Tears, hot and angry, prick at the backs of my eyes, but I blink them back fiercely. I willnotcry. Not anymore. Crying won’t change anything. It won’t un-disqualify me. It won’t un-fire me. It won’t un-expose me as the out-of-control mess I am.

I can't stay here. Not in this town where people will soon connect the dots, realizing I'm an omega. I need to escape. To disappear. To lick my wounds in private.

The bus. That’s the answer. An anonymous bus, taking me back to Mom, where no one knows I'm a disgraced baker.

* * *

My phone buzzes on the slightly blackened kitchen counter, Mia’s name lighting up the screen, along with a succession of increasingly frantic messages.

WHAT HAPPENED???

Everyone's talking about you and Dorian! Are you okay?

CALL ME!!

Of course, she’s heard. News travels faster than a wildfire here, especially news this juicy. Everyone in Lakeview must already know about the baker who threw away her shot at the final for a quickie in the woods.
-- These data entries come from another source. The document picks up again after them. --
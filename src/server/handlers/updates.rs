// 更新管理 API

use axum::{
    extract::{Path, State},
    response::Json,
};
use serde::Serialize;
use tracing::info;

use super::ApiResponse;
use crate::server::error::{ApiError, ApiResult};
use crate::server::AppState;
use crate::updater::{ActionOutcome, CheckTrigger, ControllerStatus, UpdateAction, UpdateView};

/// 检查更新响应
#[derive(Debug, Serialize)]
pub struct CheckResponse {
    pub new_updates: bool,
    pub updates: Vec<UpdateView>,
}

/// GET /api/v1/updates
/// 所有更新，从新到旧
pub async fn list_updates(
    State(state): State<AppState>,
) -> ApiResult<Json<ApiResponse<Vec<UpdateView>>>> {
    Ok(Json(ApiResponse::success(state.controller.views().await)))
}

/// GET /api/v1/updates/:id
pub async fn get_update(
    State(state): State<AppState>,
    Path(id): Path<String>,
) -> ApiResult<Json<ApiResponse<UpdateView>>> {
    let view = state
        .controller
        .view(&id)
        .await
        .ok_or_else(|| ApiError::NotFound(format!("更新不存在: {}", id)))?;
    Ok(Json(ApiResponse::success(view)))
}

/// GET /api/v1/status
pub async fn get_status(
    State(state): State<AppState>,
) -> ApiResult<Json<ApiResponse<ControllerStatus>>> {
    Ok(Json(ApiResponse::success(state.controller.status().await)))
}

/// POST /api/v1/updates/check
/// 手动检查更新
pub async fn check_updates(
    State(state): State<AppState>,
) -> ApiResult<Json<ApiResponse<CheckResponse>>> {
    info!("API: 手动检查更新");
    let new_updates = state
        .controller
        .check_for_updates(CheckTrigger::Manual)
        .await?;
    Ok(Json(ApiResponse::success(CheckResponse {
        new_updates,
        updates: state.controller.views().await,
    })))
}

/// POST /api/v1/updates/:id/actions/:action
/// 对单个更新执行操作
pub async fn perform_action(
    State(state): State<AppState>,
    Path((id, action)): Path<(String, String)>,
) -> ApiResult<Json<ApiResponse<ActionOutcome>>> {
    let action: UpdateAction = action.parse().map_err(ApiError::BadRequest)?;
    info!("API: 执行操作 {:?} id={}", action, id);
    let outcome = state.controller.perform(action, &id).await?;
    Ok(Json(ApiResponse::success(outcome)))
}

/// POST /api/v1/install/cancel
pub async fn cancel_install(
    State(state): State<AppState>,
) -> ApiResult<Json<ApiResponse<ActionOutcome>>> {
    info!("API: 取消安装");
    state.controller.cancel_install().await?;
    Ok(Json(ApiResponse::success(ActionOutcome::Done)))
}

/// POST /api/v1/reboot
pub async fn reboot(State(state): State<AppState>) -> ApiResult<Json<ApiResponse<ActionOutcome>>> {
    info!("API: 重启设备");
    state.controller.reboot().await?;
    Ok(Json(ApiResponse::success(ActionOutcome::Done)))
}
//! WebSocket 消息类型定义

use serde::{Deserialize, Serialize};

use crate::events::{EventFilter, UpdateEvent};
use crate::updater::{ControllerStatus, UpdateView};

/// 客户端发送给服务端的消息
#[derive(Debug, Clone, Serialize, Deserialize)]
#[serde(tag = "type", rename_all = "snake_case")]
pub enum WsClientMessage {
    /// 心跳 Ping
    Ping {
        /// 客户端时间戳（毫秒）
        timestamp: i64,
    },
    /// 请求状态快照
    RequestSnapshot,
    /// 切换订阅过滤器：`all` / `status` / `progress`
    Subscribe { filter: EventFilter },
}

/// 服务端发送给客户端的消息
#[derive(Debug, Clone, Serialize)]
#[serde(tag = "type", rename_all = "snake_case")]
pub enum WsServerMessage {
    Pong {
        timestamp: i64,
        /// 回显客户端时间戳（用于计算延迟）
        client_timestamp: Option<i64>,
    },
    /// 单个更新事件
    Event { timestamp: i64, event: UpdateEvent },
    /// 状态快照
    Snapshot {
        updates: Vec<UpdateView>,
        status: ControllerStatus,
    },
    Connected {
        connection_id: String,
        timestamp: i64,
    },
    Subscribed { filter: EventFilter },
    Error { code: String, message: String },
}

impl WsServerMessage {
    pub fn pong(client_timestamp: Option<i64>) -> Self {
        Self::Pong {
            timestamp: chrono::Utc::now().timestamp_millis(),
            client_timestamp,
        }
    }

    pub fn connected(connection_id: String) -> Self {
        Self::Connected {
            connection_id,
            timestamp: chrono::Utc::now().timestamp_millis(),
        }
    }

    pub fn event(event: UpdateEvent) -> Self {
        Self::Event {
            timestamp: chrono::Utc::now().timestamp_millis(),
            event,
        }
    }

    pub fn error(code: impl Into<String>, message: impl Into<String>) -> Self {
        Self::Error {
            code: code.into(),
            message: message.into(),
        }
    }
}
impl ControllerInner {
    fn is_waiting_for_reboot(&self, id: &str) -> bool {
        self.prefs
            .reboot_marker()
            .map_or(false, |m| m.id == id && m.boot_id == self.boot_id)
    }

    fn apply_reboot_marker(&self, state: &mut ControllerState) {
        let Some(marker) = self.prefs.reboot_marker() else {
            return;
        };
        if marker.boot_id != self.boot_id {
            return;
        }
        let Some(record) = state.store.get(&marker.id) else {
            return;
        };
        if matches!(
            record.transient_status,
            TransientStatus::Verified | TransientStatus::Installed
        ) {
            if let Err(e) = state
                .store
                .transition(&marker.id, TransientStatus::WaitingReboot, None)
            {
                warn!("恢复等待重启状态失败: {}", e);
            }
        }
    }

    fn view_of(&self, state: &ControllerState, record: UpdateRecord) -> UpdateView {
        let can_install = self.coordinator.can_install(&record);
        let waiting_for_reboot = self.is_waiting_for_reboot(&record.id);
        let ctx = ActionContext {
            busy: state.admission.is_busy(),
            installing_seamless: state.install.as_ref().map_or(false, |s| s.is_seamless()),
            waiting_for_reboot,
            can_install,
        };
        UpdateView {
            download_progress: record.download_progress(),
            can_install,
            waiting_for_reboot,
            primary_action: primary_action(&record, &ctx),
            record,
        }
    }

    fn resume_locked(self: &Arc<Self>, state: &mut ControllerState, id: &str) -> UpdaterResult<()> {
        let transient = state.store.require(id)?.transient_status;
        if !transient.is_paused() {
            return Err(UpdaterError::InvalidState {
                id: id.to_string(),
                status: transient,
            });
        }

        state.admission.acquire_pipeline(id, PipelineStage::Download)?;

        let complete = match state.store.get_mut(id) {
            Some(record) => {
                record.refresh_bytes_from_disk();
                record.last_error = None;
                record.is_download_complete()
            }
            None => false,
        };

        if complete {
            info!("文件已完整，直接校验: {}", id);
            state.admission.advance_to_verify(id);
            state.store.transition(
                id,
                TransientStatus::Verifying,
                Some(PersistentStatus::Incomplete),
            )?;
            return self.spawn_verify(state, id);
        }

        if let Err(e) = state.store.transition(
            id,
            TransientStatus::Starting,
            Some(PersistentStatus::Incomplete),
        ) {
            state.admission.release_pipeline(id);
            return Err(e);
        }
        info!("恢复下载: {}", id);
        self.spawn_fetch(state, id)
    }

    async fn discard_locked(
        &self,
        state: &mut ControllerState,
        id: &str,
        remove_offline: bool,
    ) -> UpdaterResult<()> {
        let record = state.store.require(id)?;
        if record.transient_status == TransientStatus::Installing {
            return Err(UpdaterError::InvalidState {
                id: id.to_string(),
                status: record.transient_status,
            });
        }
        let local_file = record.local_file.clone();

        self.stop_worker(state, id).await;

        match tokio::fs::remove_file(&local_file).await {
            Ok(()) => info!("已删除更新文件: {:?}", local_file),
            Err(e) if e.kind() == std::io::ErrorKind::NotFound => {}
            Err(e) => warn!("删除更新文件失败: {:?}, 错误: {}", local_file, e),
        }

        state.store.reset(id, TransientStatus::Idle)?;
        if let Some(r) = state.store.get_mut(id) {
            r.last_error = None;
        }

        if self.prefs.reboot_marker().map_or(false, |m| m.id == id) {
            self.prefs.clear_reboot_marker()?;
        }

        let offline = state
            .store
            .get(id)
            .map_or(false, |r| !r.available_online);
        if remove_offline && offline {
            state.store.delete(id);
        }
        Ok(())
    }

    /// 停止该更新的下载/校验工作者并等待其退出
    async fn stop_worker(&self, state: &mut ControllerState, id: &str) {
        if state.worker.as_ref().map(|w| w.id.as_str()) != Some(id) {
            return;
        }
        if let Some(worker) = state.worker.take() {
            worker.cancel.cancel();
            if let Err(e) = worker.handle.await {
                error!("后台任务异常退出: id={}, 错误: {}", id, e);
            }
        }
        state.admission.release_pipeline(id);
    }

    fn spawn_fetch(self: &Arc<Self>, state: &mut ControllerState, id: &str) -> UpdaterResult<()> {
        let record = state.store.require(id)?;
        let request = FetchRequest {
            id: id.to_string(),
            url: record.download_url.clone(),
            dest: record.local_file.clone(),
            expected_size: record.expected_size,
        };

        let session = state.next_session();
        let cancel = CancellationToken::new();
        let token = cancel.clone();
        let fetcher = self.fetcher.clone();
        let tx = self.reports.clone();

        let handle = tokio::spawn(async move {
            let progress_tx = tx.clone();
            let outcome = fetcher
                .run(request, token, move |event| {
                    let _ = progress_tx.send(WorkerReport::Fetch { session, event });
                })
                .await;
            let _ = tx.send(WorkerReport::FetchDone { session, outcome });
        });

        state.worker = Some(PipelineWorker {
            id: id.to_string(),
            session,
            cancel,
            handle,
        });
        Ok(())
    }

    fn spawn_verify(self: &Arc<Self>, state: &mut ControllerState, id: &str) -> UpdaterResult<()> {
        let record = state.store.require(id)?;
        let path = record.local_file.clone();
        let checksum = record.expected_checksum.clone();

        let session = state.next_session();
        let cancel = CancellationToken::new();
        let token = cancel.clone();
        let tx = self.reports.clone();

        let handle = tokio::spawn(async move {
            let result = Verifier::verify(&path, &checksum, token)
                .await
                .map_err(|e| format!("{:#}", e));
            let _ = tx.send(WorkerReport::VerifyDone { session, result });
        });

        state.worker = Some(PipelineWorker {
            id: id.to_string(),
            session,
            cancel,
            handle,
        });
        Ok(())
    }

    fn fail_install(&self, state: &mut ControllerState, id: &str, message: &str) {
        error!("安装失败: id={}, 错误: {}", id, message);
        state.install = None;
        state.admission.release_install(id);
        if let Some(r) = state.store.get_mut(id) {
            r.last_error = Some(message.to_string());
            r.finalizing = false;
        }
        if let Err(e) = state.store.transition(id, TransientStatus::Verified, None) {
            warn!("更新状态失败: {}", e);
        }
        self.events.publish(UpdateEvent::Failed {
            id: id.to_string(),
            kind: FailureKind::Installer,
            message: message.to_string(),
        });
    }

    async fn apply_report(self: &Arc<Self>, report: WorkerReport) {
        let mut state = self.state.lock().await;
        let state = &mut *state;

        match report {
            WorkerReport::Fetch { session, event } => {
                let Some(id) = state.worker_id(session) else {
                    return;
                };
                self.on_fetch_event(state, &id, event);
            }
            WorkerReport::FetchDone { session, outcome } => {
                let Some(worker) = state.take_worker(session) else {
                    debug!("忽略过期的下载结果: session={}", session);
                    return;
                };
                self.on_fetch_done(state, worker, outcome);
            }
            WorkerReport::VerifyDone { session, result } => {
                let Some(worker) = state.take_worker(session) else {
                    debug!("忽略过期的校验结果: session={}", session);
                    return;
                };
                self.on_verify_done(state, &worker.id, result).await;
            }
            WorkerReport::Install { session, progress } => {
                let Some(id) = state.install_id(session) else {
                    return;
                };
                self.on_install_progress(state, &id, progress);
            }
            WorkerReport::RecoveryDone { session, result } => {
                let Some(id) = state.install_id(session) else {
                    return;
                };
                match result {
                    Ok(()) => {
                        info!("恢复模式已接收更新包: {}", id);
                        state.install = None;
                        state.admission.release_install(&id);
                        self.finish_install(state, &id, None);
                    }
                    Err(message) => self.fail_install(state, &id, &message),
                }
            }
        }
    }

    fn on_fetch_event(&self, state: &mut ControllerState, id: &str, event: FetchEvent) {
        match event {
            FetchEvent::Connected { resumed, offset } => {
                debug!("下载已连接: id={}, resumed={}, offset={}", id, resumed, offset);
                state.set_bytes(id, offset);
                if let Err(e) = state
                    .store
                    .transition(id, TransientStatus::Downloading, None)
                {
                    warn!("更新状态失败: {}", e);
                }
            }
            FetchEvent::Progress { bytes } => {
                state.set_bytes(id, bytes);
                if let Some(record) = state.store.get(id) {
                    self.events.publish(UpdateEvent::DownloadProgress {
                        id: id.to_string(),
                        bytes_downloaded: record.bytes_downloaded,
                        expected_size: record.expected_size,
                        percent: record.download_progress(),
                    });
                }
            }
        }
    }

    fn on_fetch_done(
        self: &Arc<Self>,
        state: &mut ControllerState,
        worker: PipelineWorker,
        outcome: FetchOutcome,
    ) {
        let id = worker.id;
        match outcome {
            FetchOutcome::Completed { bytes } => {
                state.set_bytes(&id, bytes);
                state.admission.advance_to_verify(&id);
                let verifying = state.store.transition(
                    &id,
                    TransientStatus::Verifying,
                    Some(PersistentStatus::Incomplete),
                );
                if let Err(e) = verifying.and_then(|_| self.spawn_verify(state, &id)) {
                    warn!("启动校验失败: id={}, 错误: {}", id, e);
                    state.admission.release_pipeline(&id);
                    let _ = state.store.transition(&id, TransientStatus::PausedError, None);
                }
            }
            FetchOutcome::Failed { bytes, error } => {
                state.set_bytes(&id, bytes);
                state.admission.release_pipeline(&id);
                if let Some(record) = state.store.get_mut(&id) {
                    record.last_error = Some(error.clone());
                }
                if let Err(e) = state
                    .store
                    .transition(&id, TransientStatus::PausedError, None)
                {
                    warn!("更新状态失败: {}", e);
                }
                self.events.publish(UpdateEvent::Failed {
                    id,
                    kind: FailureKind::Transport,
                    message: error,
                });
            }
            FetchOutcome::Cancelled { bytes } => {
                state.set_bytes(&id, bytes);
                state.admission.release_pipeline(&id);
                let _ = state.store.transition(&id, TransientStatus::Paused, None);
            }
        }
    }

    async fn on_verify_done(
        &self,
        state: &mut ControllerState,
        id: &str,
        result: Result<VerifyOutcome, String>,
    ) {
        state.admission.release_pipeline(id);

        let message = match result {
            Ok(VerifyOutcome::Match) => {
                info!("更新校验通过: {}", id);
                if let Err(e) = state.store.transition(
                    id,
                    TransientStatus::Verified,
                    Some(PersistentStatus::Verified),
                ) {
                    warn!("保存校验状态失败: {}", e);
                }
                return;
            }
            Ok(VerifyOutcome::Cancelled) => {
                let _ = state.store.transition(id, TransientStatus::Paused, None);
                return;
            }
            Ok(VerifyOutcome::Mismatch { expected, actual }) => {
                UpdaterError::ChecksumMismatch { expected, actual }.to_string()
            }
            Err(e) => e,
        };

        warn!("更新校验失败: id={}, {}", id, message);
        if let Some(record) = state.store.get(id) {
            let path = record.local_file.clone();
            if let Err(e) = tokio::fs::remove_file(&path).await {
                if e.kind() != std::io::ErrorKind::NotFound {
                    warn!("删除校验失败的文件失败: {:?}, 错误: {}", path, e);
                }
            }
        }
        if let Err(e) = state.store.reset(id, TransientStatus::VerificationFailed) {
            warn!("重置状态失败: {}", e);
        }
        if let Some(record) = state.store.get_mut(id) {
            record.last_error = Some(message.clone());
        }
        self.events.publish(UpdateEvent::Failed {
            id: id.to_string(),
            kind: FailureKind::ChecksumMismatch,
            message,
        });
    }

    fn on_install_progress(&self, state: &mut ControllerState, id: &str, progress: SeamlessProgress) {
        match progress {
            SeamlessProgress::Progress { percent, finalizing } => {
                if let Some(record) = state.store.get_mut(id) {
                    record.install_progress = percent.min(100);
                    record.finalizing = finalizing;
                }
                self.events.publish(UpdateEvent::InstallProgress {
                    id: id.to_string(),
                    percent: percent.min(100),
                    finalizing,
                });
            }
            SeamlessProgress::Completed => {
                info!("无缝安装完成: {}", id);
                state.install = None;
                state.admission.release_install(id);
                self.finish_install(state, id, Some(PersistentStatus::Installed));
            }
            SeamlessProgress::Failed(message) => self.fail_install(state, id, &message),
        }
    }

    /// 安装完成：进入等待重启，并记录当前启动 ID
    fn finish_install(
        &self,
        state: &mut ControllerState,
        id: &str,
        persistent: Option<PersistentStatus>,
    ) {
        if let Some(record) = state.store.get_mut(id) {
            record.install_progress = 100;
            record.finalizing = false;
        }
        if let Err(e) = state
            .store
            .transition(id, TransientStatus::WaitingReboot, persistent)
        {
            warn!("更新状态失败: {}", e);
        }
        let marker = RebootMarker {
            id: id.to_string(),
            boot_id: self.boot_id.clone(),
        };
        if let Err(e) = self.prefs.set_reboot_marker(&marker) {
            warn!("保存重启标记失败: {}", e);
        }
    }
}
I let Mia's calls go to voicemail, each ring tightening the ache in my chest. I can’t talk to her, not yet. Not until I’m miles away from here. She'll understand why I had to leave. Why I couldn’t tell the truth… We'll still see each other… just not in Lakeview.

Before I realize, my fingers move on their own, dialing a different number. The one I know will always pick up.

"Elena? Honey, is that you? Are you alright?" Mom's voice, warm, steady, familiar, wraps around me like a balm, and for the first time all day, I breathe.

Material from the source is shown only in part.